Java, C#, Rails, and to some extent Python are much saner choices. The massive churn of the JS ecosystem bleeds through to the backend, hard.
JS could use a little more of the cruft and process that makes Java and C# especially so "uninteresting".
Java especially is kind of a joy to work in if you ignore the cruft. Everything is generally well documented, the libraries are mostly very solid, code is almost always backwards compatible, there isn't a zillion ways to do everything, frameworks tend to live for a decade or so.
And it's faster than JS, and uses way less memory, and mostly solved dependency hell and bloat over a decade ago.
Java feels like it was designed, not grown.
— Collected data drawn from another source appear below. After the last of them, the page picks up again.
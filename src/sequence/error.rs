//! Error type for [`GrowableArray`](super::GrowableArray) operations.

use thiserror::Error;

/// Errors reported by fallible [`GrowableArray`](super::GrowableArray)
/// operations.
///
/// Every operation that returns one of these leaves the container exactly as
/// it was before the call.
///
/// # Examples
///
/// ```rust
/// use growable_array::sequence::{GrowableArray, GrowableArrayError};
///
/// let error = GrowableArray::<i32>::with_capacity(0).unwrap_err();
/// assert_eq!(error, GrowableArrayError::InvalidCapacity { requested: 0 });
/// assert_eq!(format!("{error}"), "invalid capacity 0: capacity must be at least 1");
/// ```
#[derive(Debug, Clone, PartialEq, Eq, Error)]
pub enum GrowableArrayError {
    /// A capacity below 1 was requested at construction.
    #[error("invalid capacity {requested}: capacity must be at least 1")]
    InvalidCapacity {
        /// The rejected capacity.
        requested: usize,
    },

    /// An insertion index outside `0..=size` was supplied.
    #[error("index {index} out of range for insertion into array of size {size}")]
    IndexOutOfRange {
        /// The rejected index.
        index: usize,
        /// The number of live elements at the time of the call.
        size: usize,
    },

    /// The allocator refused a buffer of the requested capacity.
    #[error("failed to allocate buffer with capacity {requested_capacity}")]
    AllocationFailed {
        /// The capacity the grow attempted to allocate.
        requested_capacity: usize,
    },
}

#[cfg(test)]
mod tests {
    use super::*;
    use rstest::rstest;

    #[rstest]
    fn test_index_out_of_range_display() {
        let error = GrowableArrayError::IndexOutOfRange { index: 7, size: 3 };
        assert_eq!(
            error.to_string(),
            "index 7 out of range for insertion into array of size 3"
        );
    }

    #[rstest]
    fn test_allocation_failed_display() {
        let error = GrowableArrayError::AllocationFailed {
            requested_capacity: 64,
        };
        assert_eq!(
            error.to_string(),
            "failed to allocate buffer with capacity 64"
        );
    }

    #[rstest]
    fn test_error_is_std_error() {
        fn assert_error<E: std::error::Error + Send + Sync + 'static>(_: &E) {}
        assert_error(&GrowableArrayError::InvalidCapacity { requested: 0 });
    }
}
//! # growable-array
//!
//! A contiguous, automatically resizing ordered sequence.
//!
//! ## Overview
//!
//! [`GrowableArray`](sequence::GrowableArray) keeps its elements in one
//! owned buffer. The buffer doubles when an insertion finds it full and
//! halves when a deletion leaves it at most one-third full, so appends are
//! amortized O(1) while search, positional insertion and deletion by value
//! are linear.
//!
//! ## Feature Flags
//!
//! - `serde`: `Serialize`/`Deserialize` as a plain sequence
//! - `full`: Enable all features
//!
//! ## Logging
//!
//! Buffer reallocations are reported through [`tracing`] at `TRACE` level
//! under the `growable_array` target. The library never installs a
//! subscriber.
//!
//! ## Example
//!
//! ```rust
//! use growable_array::prelude::*;
//!
//! let mut array = GrowableArray::new();
//! array.append(1);
//! array.append(3);
//! array.insert_at(1, 2).unwrap();
//!
//! assert_eq!(array.search(&3), Some(2));
//! assert_eq!(format!("{array}"), "[1, 2, 3]");
//! ```

#![forbid(unsafe_code)]
#![warn(missing_docs)]
#![warn(clippy::all)]
#![warn(clippy::pedantic)]
#![warn(clippy::nursery)]

/// Prelude module for convenient imports.
///
/// # Usage
///
/// ```rust
/// use growable_array::prelude::*;
/// ```
pub mod prelude {
    pub use crate::sequence::*;
}

pub mod sequence;
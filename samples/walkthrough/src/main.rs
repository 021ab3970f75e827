//! walkthrough
//!
//! Replays a short `GrowableArray` session and reports size and capacity
//! after each step. Buffer reallocations appear as `TRACE` events.
//!
//! ```bash
//! cargo run -p walkthrough
//! cargo run -p walkthrough -- --capacity 2 --letters ABCDEFGH
//! RUST_LOG=growable_array=off cargo run -p walkthrough
//! ```

use anyhow::Context;
use clap::Parser;
use growable_array::sequence::GrowableArray;
use tracing_subscriber::{layer::SubscriberExt, util::SubscriberInitExt};

#[derive(Parser)]
#[command(about = "Replay a scripted GrowableArray session")]
struct Arguments {
    /// Initial capacity of the array
    #[arg(long, default_value_t = 5)]
    capacity: usize,

    /// Letters appended before the insert and delete steps
    #[arg(long, default_value = "ABCDEF")]
    letters: String,

    /// Letter inserted at the front
    #[arg(long, default_value_t = 'X')]
    front: char,

    /// Letters deleted after the insert
    #[arg(long, default_value = "ABCD")]
    delete: String,
}

fn report(step: &str, array: &GrowableArray<char>) {
    tracing::info!(
        size = array.len(),
        capacity = array.capacity(),
        "{step}: {array}"
    );
}

fn main() -> anyhow::Result<()> {
    tracing_subscriber::registry()
        .with(
            tracing_subscriber::EnvFilter::try_from_default_env()
                .unwrap_or_else(|_| "walkthrough=info,growable_array=trace".into()),
        )
        .with(tracing_subscriber::fmt::layer())
        .init();

    let arguments = Arguments::parse();

    let mut array = GrowableArray::with_capacity(arguments.capacity)
        .with_context(|| format!("cannot start with capacity {}", arguments.capacity))?;
    report("created", &array);

    for letter in arguments.letters.chars() {
        array.try_append(letter)?;
        report(&format!("appended {letter}"), &array);
    }

    array.insert_at(0, arguments.front)?;
    report(&format!("inserted {} at 0", arguments.front), &array);

    for letter in arguments.delete.chars() {
        if !array.delete_by_value(&letter) {
            tracing::warn!("{letter} was not present");
        }
        report(&format!("deleted {letter}"), &array);
    }

    for letter in arguments.delete.chars() {
        match array.search(&letter) {
            Some(index) => tracing::info!("{letter} found at {index}"),
            None => tracing::info!("{letter} not found"),
        }
    }

    tracing::info!(empty = array.is_empty(), "final: {array}");
    Ok(())
}
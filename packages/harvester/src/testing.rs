//! Testing utilities including mock implementations.
//!
//! Useful for exercising the extraction core without a browser or an HTTP
//! client: a scripted page driver, a factory that hands out scripted
//! drivers, and a frame sink that records everything it is sent.

use std::collections::VecDeque;
use std::sync::{Arc, Mutex};
use std::time::Duration;

use async_trait::async_trait;

use crate::driver::{DriverError, DriverFactory, DriverResult, PageDriver};
use crate::emitter::{FrameSink, SinkClosed};
use crate::registry::SessionRegistry;
use crate::types::{ProgressFrame, RawItem};

/// Build a raw item with just a title, the minimum a listing needs.
pub fn raw_item(title: &str) -> RawItem {
    RawItem {
        title_candidates: vec![title.to_string()],
        ..RawItem::default()
    }
}

/// Build `count` titled raw items: "<prefix> 1" .. "<prefix> count".
pub fn raw_items(prefix: &str, count: usize) -> Vec<RawItem> {
    (1..=count).map(|i| raw_item(&format!("{prefix} {i}"))).collect()
}

/// Record of a call made to the mock driver.
#[derive(Debug, Clone, PartialEq, Eq)]
pub enum DriverCall {
    Navigate(String),
    WaitForAny,
    DismissConsent,
    CollectItems,
    ItemCount,
    Scroll,
    ShowMore,
    ClearBrowsingState,
    Close,
}

#[derive(Default)]
struct DriverState {
    /// Scripted item windows. `collect_items` returns the current window;
    /// a scroll (or "show more") stages the next one, which becomes visible
    /// at the following collect. Models lazy content that starts loading on
    /// scroll and has rendered by the next cycle.
    windows: Vec<Vec<RawItem>>,
    current: usize,
    staged: usize,
    wait_failures: u32,
    consent_forms: u32,
    show_more_uses: u32,
    fail_collect_on_call: Option<u32>,
    collect_calls: u32,
    calls: Vec<DriverCall>,
    closed: bool,
}

/// A scripted page driver.
///
/// Configure with `with_*` builders, then inspect `calls()` afterwards.
/// Clones share state, so a test can keep a handle while the driver is
/// boxed into the code under test.
#[derive(Clone, Default)]
pub struct MockPageDriver {
    state: Arc<Mutex<DriverState>>,
}

impl MockPageDriver {
    pub fn new() -> Self {
        Self::default()
    }

    /// Script the per-cycle item windows.
    pub fn with_windows(self, windows: Vec<Vec<RawItem>>) -> Self {
        self.state.lock().unwrap().windows = windows;
        self
    }

    /// Make the first `n` `wait_for_any` calls time out.
    pub fn with_wait_failures(self, n: u32) -> Self {
        self.state.lock().unwrap().wait_failures = n;
        self
    }

    /// Show a consent interstitial on the first `n` navigations.
    pub fn with_consent_forms(self, n: u32) -> Self {
        self.state.lock().unwrap().consent_forms = n;
        self
    }

    /// Provide a "show more" control for `n` activations.
    pub fn with_show_more(self, n: u32) -> Self {
        self.state.lock().unwrap().show_more_uses = n;
        self
    }

    /// Fail `collect_items` on its `call`-th invocation (1-based).
    pub fn failing_collect_on(self, call: u32) -> Self {
        self.state.lock().unwrap().fail_collect_on_call = Some(call);
        self
    }

    pub fn calls(&self) -> Vec<DriverCall> {
        self.state.lock().unwrap().calls.clone()
    }

    pub fn collect_count(&self) -> u32 {
        self.state.lock().unwrap().collect_calls
    }

    pub fn was_closed(&self) -> bool {
        self.state.lock().unwrap().closed
    }

    fn record(&self, call: DriverCall) {
        self.state.lock().unwrap().calls.push(call);
    }
}

#[async_trait]
impl PageDriver for MockPageDriver {
    async fn navigate(&self, url: &str) -> DriverResult<()> {
        self.record(DriverCall::Navigate(url.to_string()));
        Ok(())
    }

    async fn wait_for_any(&self, selectors: &[&str], timeout: Duration) -> DriverResult<()> {
        let mut state = self.state.lock().unwrap();
        state.calls.push(DriverCall::WaitForAny);
        if state.wait_failures > 0 {
            state.wait_failures -= 1;
            return Err(DriverError::WaitTimeout {
                candidates: selectors.iter().map(|s| s.to_string()).collect(),
                waited_ms: timeout.as_millis() as u64,
            });
        }
        Ok(())
    }

    async fn dismiss_consent(&self) -> DriverResult<bool> {
        let mut state = self.state.lock().unwrap();
        state.calls.push(DriverCall::DismissConsent);
        if state.consent_forms > 0 {
            state.consent_forms -= 1;
            return Ok(true);
        }
        Ok(false)
    }

    async fn collect_items(&self) -> DriverResult<Vec<RawItem>> {
        let mut state = self.state.lock().unwrap();
        state.calls.push(DriverCall::CollectItems);
        state.collect_calls += 1;
        if state.fail_collect_on_call == Some(state.collect_calls) {
            return Err(DriverError::Evaluate("injected collect failure".into()));
        }
        state.current = state.staged;
        Ok(state.windows.get(state.current).cloned().unwrap_or_default())
    }

    async fn item_count(&self) -> DriverResult<usize> {
        let mut state = self.state.lock().unwrap();
        state.calls.push(DriverCall::ItemCount);
        Ok(state
            .windows
            .get(state.current)
            .map(Vec::len)
            .unwrap_or_default())
    }

    async fn scroll_results_pane(&self) -> DriverResult<()> {
        let mut state = self.state.lock().unwrap();
        state.calls.push(DriverCall::Scroll);
        if !state.windows.is_empty() {
            state.staged = (state.current + 1).min(state.windows.len() - 1);
        }
        Ok(())
    }

    async fn activate_show_more(&self) -> DriverResult<bool> {
        let mut state = self.state.lock().unwrap();
        state.calls.push(DriverCall::ShowMore);
        if state.show_more_uses == 0 {
            return Ok(false);
        }
        state.show_more_uses -= 1;
        if !state.windows.is_empty() {
            state.staged = (state.current + 1).min(state.windows.len() - 1);
        }
        Ok(true)
    }

    async fn clear_browsing_state(&self) -> DriverResult<()> {
        self.record(DriverCall::ClearBrowsingState);
        Ok(())
    }

    async fn close(&self) -> DriverResult<()> {
        let mut state = self.state.lock().unwrap();
        state.calls.push(DriverCall::Close);
        state.closed = true;
        Ok(())
    }
}

#[derive(Default)]
struct FactoryState {
    drivers: VecDeque<MockPageDriver>,
    created: u32,
    fail: bool,
}

/// Hands out scripted drivers, one per session.
#[derive(Clone, Default)]
pub struct MockDriverFactory {
    state: Arc<Mutex<FactoryState>>,
}

impl MockDriverFactory {
    pub fn new() -> Self {
        Self::default()
    }

    /// Queue a driver; sessions receive them in order. When the queue runs
    /// dry, an unscripted driver is handed out instead.
    pub fn with_driver(self, driver: MockPageDriver) -> Self {
        self.state.lock().unwrap().drivers.push_back(driver);
        self
    }

    /// Make every `create` call fail.
    pub fn failing(self) -> Self {
        self.state.lock().unwrap().fail = true;
        self
    }

    pub fn created(&self) -> u32 {
        self.state.lock().unwrap().created
    }
}

#[async_trait]
impl DriverFactory for MockDriverFactory {
    async fn create(&self) -> DriverResult<Box<dyn PageDriver>> {
        let mut state = self.state.lock().unwrap();
        if state.fail {
            return Err(DriverError::Session(
                "mock factory configured to fail".into(),
            ));
        }
        state.created += 1;
        let driver = state.drivers.pop_front().unwrap_or_default();
        Ok(Box::new(driver))
    }
}

#[derive(Default)]
struct SinkState {
    frames: Vec<ProgressFrame>,
    closed: bool,
    cancel_after: Option<(usize, Arc<SessionRegistry>, String)>,
}

/// A frame sink that records every frame it is sent.
#[derive(Clone, Default)]
pub struct RecordingSink {
    state: Arc<Mutex<SinkState>>,
}

impl RecordingSink {
    pub fn new() -> Self {
        Self::default()
    }

    /// Behave like a disconnected client: every send fails.
    pub fn closed(self) -> Self {
        self.state.lock().unwrap().closed = true;
        self
    }

    /// Stop `session_id` through `registry` once `n` frames have been
    /// recorded, simulating a stop request racing the stream.
    pub fn cancel_session_after(
        self,
        n: usize,
        registry: Arc<SessionRegistry>,
        session_id: impl Into<String>,
    ) -> Self {
        self.state.lock().unwrap().cancel_after = Some((n, registry, session_id.into()));
        self
    }

    pub fn frames(&self) -> Vec<ProgressFrame> {
        self.state.lock().unwrap().frames.clone()
    }
}

#[async_trait]
impl FrameSink for RecordingSink {
    async fn send(&self, frame: ProgressFrame) -> Result<(), SinkClosed> {
        let mut state = self.state.lock().unwrap();
        if state.closed {
            return Err(SinkClosed);
        }
        state.frames.push(frame);
        if let Some((n, registry, session_id)) = state.cancel_after.clone() {
            if state.frames.len() >= n {
                registry.cancel(&session_id);
            }
        }
        Ok(())
    }
}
Everything follows similar convention so it's easy to pick up new libraries. The advantages are many. The drawbacks are few as long as you use things like Lombok and code generation liberally. By the way; code generation using agents, annotation processors, and bytecode manipulation is pretty much standard and a godsend for doing interesting things (and getting around the cruft) .
In java, I can write code on the fly at runtime, or even during compile time using standard tools. Js barely even supports reflection. This is a huge underrated shortcoming of js if you're doing anything complicated
Sympathies to your valid concerns ...
Though Java was 'designed', it was not 'designed' to be an http/web server.
JS, particularly Node.js has really adapted itself to that well.
And one small but massive difference: JSON is how data is passed and it fits seamlessly into Javascript, and doing JSON in Java is an ugly, ugly thing.
As soon as you compare not JS/Java, but Java/Tomcat vs. JS/NodeJS - then you get a different comparison.
I quite like using Typescript on Node.js over Java - development speed is faster, and this is a really important thing.
JSON is how some data is passed today. It's certainly not the best way and might go out of style just like XML did a while ago.
It is already on its way out, thanks to gRPC and need for performance instead of parsing text all the time.
It is only a matter of browsers getting native support for gRPC.
With gPRC there's still a lot of binding code, and you need to map all of that in Java, but you do get some validation etc. out of it. It does make the 'data transfer' comparison a little less harsh.